As an U.S. Army inductee in 1943 I reported to Fort Devens, Massachusetts, for my physical exam and inoculations, and the issuance of my uniforms and duty designation. This final step was anticipated, of course, with great apprehension, especially knowing that one’s possible destination might be the dreaded infantry. Finally, one morning the group of 200 draftees was assembled on the company street for the announcement of assignments, with the sergeant ratcheting up the tension by informing us that those named would report to Fort Leonard Wood for infantry training. And down the list he proceeded. The litany of names being read took over two hours and, at the conclusion of the “call-off,” there were but five of us still standing there. We nervously traded glances, wondering whether there was yet another shoe to fall. The following morning, we “lucky five” were notified that we’d been assigned to the Army Air Forces and would be sent to Miami Beach, Florida, for basic training. I let out what must have been the single greatest sigh of relief of my young life. How and why, against the odds, my life’s path had turned the way it had I didn’t care to question. I only knew I felt as if I had died and gone to heaven.

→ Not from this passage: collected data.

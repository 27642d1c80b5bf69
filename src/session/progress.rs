use serde::{Deserialize, Serialize};
use tracing::{debug, info};

use crate::report::SessionRecord;

/// Question-boundary events the agent publishes on the progress topic.
///
/// There is no completion event: only the backend session record finishes an
/// interview.
#[derive(Debug, Clone, PartialEq, Eq, Serialize, Deserialize)]
#[serde(tag = "kind", rename_all = "snake_case")]
pub enum ProgressEvent {
    /// The agent started asking question `index` (zero-based) of `total`
    QuestionStarted { index: u32, total: u32 },
}

/// Interview progress as confirmed by the backend.
///
/// Never inferred from transcript text. `is_complete` is set only by
/// `apply_record`. `current_index` only moves forward,
/// stays within `0..=total_questions`, and `is_complete` never resets.
#[derive(Debug, Clone, Copy, Default, PartialEq, Eq, Serialize)]
pub struct InterviewProgress {
    total_questions: u32,
    current_index: u32,
    is_complete: bool,
}

impl InterviewProgress {
    pub fn new(total_questions: u32) -> Self {
        Self {
            total_questions,
            current_index: 0,
            is_complete: false,
        }
    }

    pub fn total_questions(&self) -> u32 {
        self.total_questions
    }

    pub fn current_index(&self) -> u32 {
        self.current_index
    }

    pub fn is_complete(&self) -> bool {
        self.is_complete
    }

    /// Apply a question-boundary event; returns whether anything changed
    pub fn apply(&mut self, event: &ProgressEvent) -> bool {
        let before = *self;
        match event {
            ProgressEvent::QuestionStarted { index, total } => {
                self.set_total(*total);
                self.advance_to(*index);
            }
        }
        *self != before
    }

    /// Apply the backend's session record; returns whether anything changed
    pub fn apply_record(&mut self, record: &SessionRecord) -> bool {
        let before = *self;
        if let Some(total) = record.num_questions {
            self.set_total(total);
        }
        if let Some(answered) = record.answers_count {
            self.advance_to(answered);
        }
        if record.is_completed() {
            self.complete();
        }
        *self != before
    }

    fn set_total(&mut self, total: u32) {
        if self.is_complete || total == 0 || total == self.total_questions {
            return;
        }
        if total < self.current_index {
            debug!(
                "Ignoring total {} below current question {}",
                total, self.current_index
            );
            return;
        }
        self.total_questions = total;
    }

    fn advance_to(&mut self, index: u32) {
        if self.is_complete {
            return;
        }
        let index = index.min(self.total_questions);
        if index < self.current_index {
            debug!(
                "Ignoring question index {} behind current {}",
                index, self.current_index
            );
            return;
        }
        self.current_index = index;
    }

    fn complete(&mut self) {
        if self.is_complete {
            return;
        }
        info!(
            "Interview complete at question {}/{}",
            self.current_index, self.total_questions
        );
        self.current_index = self.total_questions;
        self.is_complete = true;
    }
}

#[cfg(test)]
mod tests {
    use super::*;

    #[test]
    fn test_question_started_advances() {
        let mut p = InterviewProgress::new(5);
        assert!(p.apply(&ProgressEvent::QuestionStarted { index: 2, total: 5 }));
        assert_eq!(p.current_index(), 2);
        assert!(!p.is_complete());
    }

    #[test]
    fn test_index_never_moves_back() {
        let mut p = InterviewProgress::new(5);
        p.apply(&ProgressEvent::QuestionStarted { index: 3, total: 5 });
        assert!(!p.apply(&ProgressEvent::QuestionStarted { index: 1, total: 5 }));
        assert_eq!(p.current_index(), 3);
    }

    #[test]
    fn test_index_clamped_to_total() {
        let mut p = InterviewProgress::new(3);
        p.apply(&ProgressEvent::QuestionStarted { index: 9, total: 0 });
        assert_eq!(p.current_index(), 3);
        assert_eq!(p.total_questions(), 3);
    }

    #[test]
    fn test_completion_is_monotonic() {
        let mut p = InterviewProgress::new(4);
        let done = SessionRecord {
            status: Some("completed".to_string()),
            ..Default::default()
        };
        assert!(p.apply_record(&done));
        assert!(p.is_complete());
        assert_eq!(p.current_index(), 4);

        // nothing can undo completion
        assert!(!p.apply_record(&done));
        assert!(!p.apply(&ProgressEvent::QuestionStarted { index: 0, total: 10 }));
        let record = SessionRecord {
            status: Some("active".to_string()),
            num_questions: Some(10),
            answers_count: Some(1),
            ..Default::default()
        };
        assert!(!p.apply_record(&record));
        assert!(p.is_complete());
        assert_eq!(p.total_questions(), 4);
    }

    #[test]
    fn test_question_events_never_complete() {
        let mut p = InterviewProgress::new(3);
        p.apply(&ProgressEvent::QuestionStarted { index: 3, total: 3 });
        assert_eq!(p.current_index(), 3);
        assert!(!p.is_complete());
    }

    #[test]
    fn test_apply_record() {
        let mut p = InterviewProgress::default();
        let record = SessionRecord {
            status: Some("active".to_string()),
            num_questions: Some(5),
            answers_count: Some(2),
            ..Default::default()
        };
        assert!(p.apply_record(&record));
        assert_eq!((p.current_index(), p.total_questions()), (2, 5));

        let done = SessionRecord {
            status: Some("completed".to_string()),
            ..record
        };
        assert!(p.apply_record(&done));
        assert!(p.is_complete());
    }

    #[test]
    fn test_progress_event_wire_format() {
        let ev: ProgressEvent =
            serde_json::from_str(r#"{"kind":"question_started","index":1,"total":5}"#).unwrap();
        assert_eq!(ev, ProgressEvent::QuestionStarted { index: 1, total: 5 });
        // completion is not a room event
        assert!(serde_json::from_str::<ProgressEvent>(r#"{"kind":"completed"}"#).is_err());
    }
}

Many years later I acquired a love for cooking and, though a passable practitioner, I lacked the formal training that chefs rely upon in assembling a good meal’s various components. Hence, in preparing family dinners, I was always on the lookout for enticing dishes to add to my repertoire. One day while browsing the New York Times’ food section, one particular recipe, titled “Ranch Beans,” caught my eye. It seemed a perfect candidate for a summer family cookout. I set the newspaper aside, planning to clip the recipe when I got a moment and then promptly forgot all about it. About a week later, I thought the perfect opportunity to introduce the recipe had presented itself and over the next two days proceeded to look high and low throughout the house for the newspaper. I could not find it anywhere. I probably muttered “c’est la vie,” and chalked it up to just another of life’s missed chances.
Then months later, I stopped by the local public library to pick up a book that I’d been waiting patiently for. As I stood in line at the checkout desk, I noticed a stack of books that had just been returned by a young man further ahead of me. As my turn neared, I reached out to read the titles and, for some reason, one drew my interest. Its subject was a political uprising in Ireland, a topic I was not particularly interested in. And yet I felt compelled to add it to my collection. That evening I anxiously settled into a favorite chair after dinner to examine my literary finds. When I came to the book whose title had caught my eye, I set it aside, still wondering why I had decided to bring it home with me. There it sat unread until, eventually, the overdue date loomed. As I gathered up the books one afternoon to return them to the library, I stopped again at the mystery book and decided to give its contents a glance. I opened to a page that had been bookmarked and a folded piece of torn newspaper fell to the floor. Curious, I picked it up, and as I opened it, I immediately spotted the words “Ranch Beans.” It was the long-lost recipe. The hairs on my arms stood up. I read no further, quickly refolded the clipping and replaced it in the book for another cook to find one day.
I wish someone could explain these stranger than strange episodes in life. I wish I could tell you the beans were outrageously delicious. But I can’t. Too spooked to ever prepare the recipe, fearing I might in some way tempt fate in doing so, as with so many things in life, I guess I’ll just never know.